Finite-dimensional algebras in Sage?

[Jeroen Demeyer]

Hello all,

Have finite-dimensional algebras (over QQ, say) been implemented in
Sage? I mean an implementation where you can give any multiplication
table and compute with the algebra. Or to give such an algebra as a
sub-algebra of a matrix algebra (first computing the sub-algebra
generated by given matrices...).

I only found sage/categories/finite_dimensional_algebras_with_basis.py
which is just a category with essentially no code.

I am considering to give "implement [1] in Sage" as a master thesis
project (there exists a Magma implementation). This would require such
functionality (or such functionality would be part of the project).

[1] Gabrielle Nebe, Allan Steel, Recognition of division algebras, J.
Algebra 322 (2009), 903--909.

[Dima Pasechnik]

There is such functionality in GAP, so potentially one can just provide an interface.

[Jeroen Demeyer]

On 2011-09-19 13:23, Dima Pasechnik wrote:
> There is such functionality in GAP, so potentially one can just provide
> an interface.

I guess providing an interface would be as much work (maybe even more)
as doing it directly in Sage. There is a lot of "basic" functionality
in GAP but not many non-trivial algorithms it seems.

[Simon King]

Hi Jeroen,

On 19 Sep., 12:23, Jeroen Demeyer <jdeme...@cage.ugent.be> wrote:
> I only found sage/categories/finite_dimensional_algebras_with_basis.py
> which is just a category with essentially no code.
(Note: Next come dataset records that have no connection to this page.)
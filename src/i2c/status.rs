// Licensed under the Apache-2.0 license

//! Slave-mode status decoding.
//!
//! The peripheral keeps the protocol phase in its status register; the
//! driver holds no session state of its own. Each interrupt is therefore
//! handled by a pure mapping:
//!
//! ```text
//! raw status --decode--> SlaveEvent --action--> Action --control--> Control
//! ```
//!
//! The driver applies the [`Action`] against its buffers and writes the
//! resulting [`Control`] value. Keeping the mapping free of side effects
//! lets the whole status table be checked without hardware.

use crate::i2c::hardware_interface::{Control, STATUS_MASK};

/// Byte loaded for the master when the transmit buffer is empty, and
/// returned by the sentinel-style receive call when nothing was received.
///
/// It is indistinguishable from a payload byte of the same value.
pub const NO_DATA_SENTINEL: u8 = 0x88;

/// Status codes reported while operating as a slave.
#[derive(Copy, Clone, Debug, PartialEq, Eq, Hash)]
#[repr(u8)]
pub enum SlaveStatusCode {
    /// Own SLA+W received, ACK returned.
    SrxAdrAck = 0x60,
    /// Arbitration lost as master, own SLA+W received, ACK returned.
    SrxAdrAckArbLost = 0x68,
    /// General call address received, ACK returned.
    SrxGenAck = 0x70,
    /// Arbitration lost as master, general call received, ACK returned.
    SrxGenAckArbLost = 0x78,
    /// Addressed with own SLA+W, data received, ACK returned.
    SrxAdrDataAck = 0x80,
    /// Addressed with own SLA+W, data received, NOT ACK returned.
    SrxAdrDataNack = 0x88,
    /// Addressed with general call, data received, ACK returned.
    SrxGenDataAck = 0x90,
    /// Addressed with general call, data received, NOT ACK returned.
    SrxGenDataNack = 0x98,
    /// STOP or repeated START received while still addressed.
    SrxStopRestart = 0xA0,
    /// Own SLA+R received, ACK returned.
    StxAdrAck = 0xA8,
    /// Arbitration lost as master, own SLA+R received, ACK returned.
    StxAdrAckArbLost = 0xB0,
    /// Data byte transmitted, ACK received.
    StxDataAck = 0xB8,
    /// Data byte transmitted, NOT ACK received.
    StxDataNack = 0xC0,
    /// Last byte transmitted with TWEA cleared, ACK received.
    StxDataAckLastByte = 0xC8,
    /// No relevant state information, TWINT not set.
    NoState = 0xF8,
    /// Illegal START or STOP on the bus.
    BusError = 0x00,
}

impl SlaveStatusCode {
    /// Every code in the closed set, in register value order.
    pub const ALL: [Self; 16] = [
        Self::BusError,
        Self::SrxAdrAck,
        Self::SrxAdrAckArbLost,
        Self::SrxGenAck,
        Self::SrxGenAckArbLost,
        Self::SrxAdrDataAck,
        Self::SrxAdrDataNack,
        Self::SrxGenDataAck,
        Self::SrxGenDataNack,
        Self::SrxStopRestart,
        Self::StxAdrAck,
        Self::StxAdrAckArbLost,
        Self::StxDataAck,
        Self::StxDataNack,
        Self::StxDataAckLastByte,
        Self::NoState,
    ];

    #[must_use]
    pub const fn code(self) -> u8 {
        self as u8
    }
}

impl TryFrom<u8> for SlaveStatusCode {
    type Error = u8;

    fn try_from(raw: u8) -> Result<Self, Self::Error> {
        let code = match raw {
            0x60 => Self::SrxAdrAck,
            0x68 => Self::SrxAdrAckArbLost,
            0x70 => Self::SrxGenAck,
            0x78 => Self::SrxGenAckArbLost,
            0x80 => Self::SrxAdrDataAck,
            0x88 => Self::SrxAdrDataNack,
            0x90 => Self::SrxGenDataAck,
            0x98 => Self::SrxGenDataNack,
            0xA0 => Self::SrxStopRestart,
            0xA8 => Self::StxAdrAck,
            0xB0 => Self::StxAdrAckArbLost,
            0xB8 => Self::StxDataAck,
            0xC0 => Self::StxDataNack,
            0xC8 => Self::StxDataAckLastByte,
            0xF8 => Self::NoState,
            0x00 => Self::BusError,
            other => return Err(other),
        };
        Ok(code)
    }
}

/// One decoded interrupt.
#[derive(Copy, Clone, Debug, PartialEq, Eq, Hash)]
pub enum SlaveEvent {
    Known(SlaveStatusCode),
    /// Code outside the slave table, masked status value kept for diagnostics.
    Unknown(u8),
}

/// What the driver does with its buffers before writing the control register.
#[derive(Copy, Clone, Debug, PartialEq, Eq)]
pub enum Action {
    /// Nothing to move; rearm for the next event.
    Rearm,
    /// Push the data register into the receive buffer, then rearm.
    StoreReceived,
    /// Load the next transmit byte (or the sentinel) into the data register, then rearm.
    LoadTransmit,
    /// Force a stop condition and leave the interface disarmed.
    Recover,
}

/// Decode a raw status register sample.
#[must_use]
pub fn decode(raw_status: u8) -> SlaveEvent {
    let masked = raw_status & STATUS_MASK;
    match SlaveStatusCode::try_from(masked) {
        Ok(code) => SlaveEvent::Known(code),
        Err(other) => SlaveEvent::Unknown(other),
    }
}

impl SlaveEvent {
    #[must_use]
    pub fn action(self) -> Action {
        use SlaveStatusCode as S;

        match self {
            SlaveEvent::Known(S::SrxAdrAck | S::SrxAdrAckArbLost) => Action::Rearm,
            SlaveEvent::Known(S::SrxAdrDataAck | S::SrxGenDataAck) => Action::StoreReceived,
            SlaveEvent::Known(S::SrxGenAck | S::SrxGenAckArbLost) => Action::Rearm,
            SlaveEvent::Known(S::StxAdrAck | S::StxAdrAckArbLost | S::StxDataAck) => {
                Action::LoadTransmit
            }
            SlaveEvent::Known(S::StxDataNack) => Action::Rearm,
            SlaveEvent::Known(S::SrxStopRestart) => Action::Rearm,
            SlaveEvent::Known(
                S::SrxAdrDataNack
                | S::SrxGenDataNack
                | S::StxDataAckLastByte
                | S::NoState
                | S::BusError,
            ) => Action::Recover,
            // Rearm rather than wedge the bus on a code we do not know.
            SlaveEvent::Unknown(_) => Action::Rearm,
        }
    }

    #[must_use]
    pub fn is_general_call(self) -> bool {
        matches!(
            self,
            SlaveEvent::Known(SlaveStatusCode::SrxGenAck | SlaveStatusCode::SrxGenAckArbLost)
        )
    }

    /// Start of a new transaction addressed to us.
    #[must_use]
    pub fn is_address_match(self) -> bool {
        matches!(
            self,
            SlaveEvent::Known(
                SlaveStatusCode::SrxAdrAck
                    | SlaveStatusCode::SrxAdrAckArbLost
                    | SlaveStatusCode::SrxGenAck
                    | SlaveStatusCode::SrxGenAckArbLost
                    | SlaveStatusCode::StxAdrAck
                    | SlaveStatusCode::StxAdrAckArbLost
            )
        )
    }
}

impl Action {
    /// Control register value written at the end of the interrupt.
    #[must_use]
    pub const fn control(self) -> Control {
        match self {
            Action::Rearm | Action::StoreReceived | Action::LoadTransmit => Control::REARM,
            Action::Recover => Control::RECOVER,
        }
    }
}

/// Byte to put on the bus given the head of the transmit buffer.
#[must_use]
pub fn outgoing_byte(next: Option<u8>) -> u8 {
    next.unwrap_or(NO_DATA_SENTINEL)
}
Well, that's for the *category* of such algebras. Hence, it does of
course not contain an implementation of the algebras themselves.

Perhaps sage.algebras.free_algebra_quotient contains what you are
looking for. I never worked with it, but if I remember correctly, it
essentially boils down to providing multiplication matrices.

Best regards,
Simon

[William Stein]

Technically it should. That code was written by David Kohel in 2005
-- one of the first contributions to Sage -- so don't be surprised if
it is crufty.

Writing a fast general finite-dimensional algebras arithmetic class
sounds like a good project to me. Doing it in Sage (over wrapping
GAP) has the advantage that it would work over any base ring.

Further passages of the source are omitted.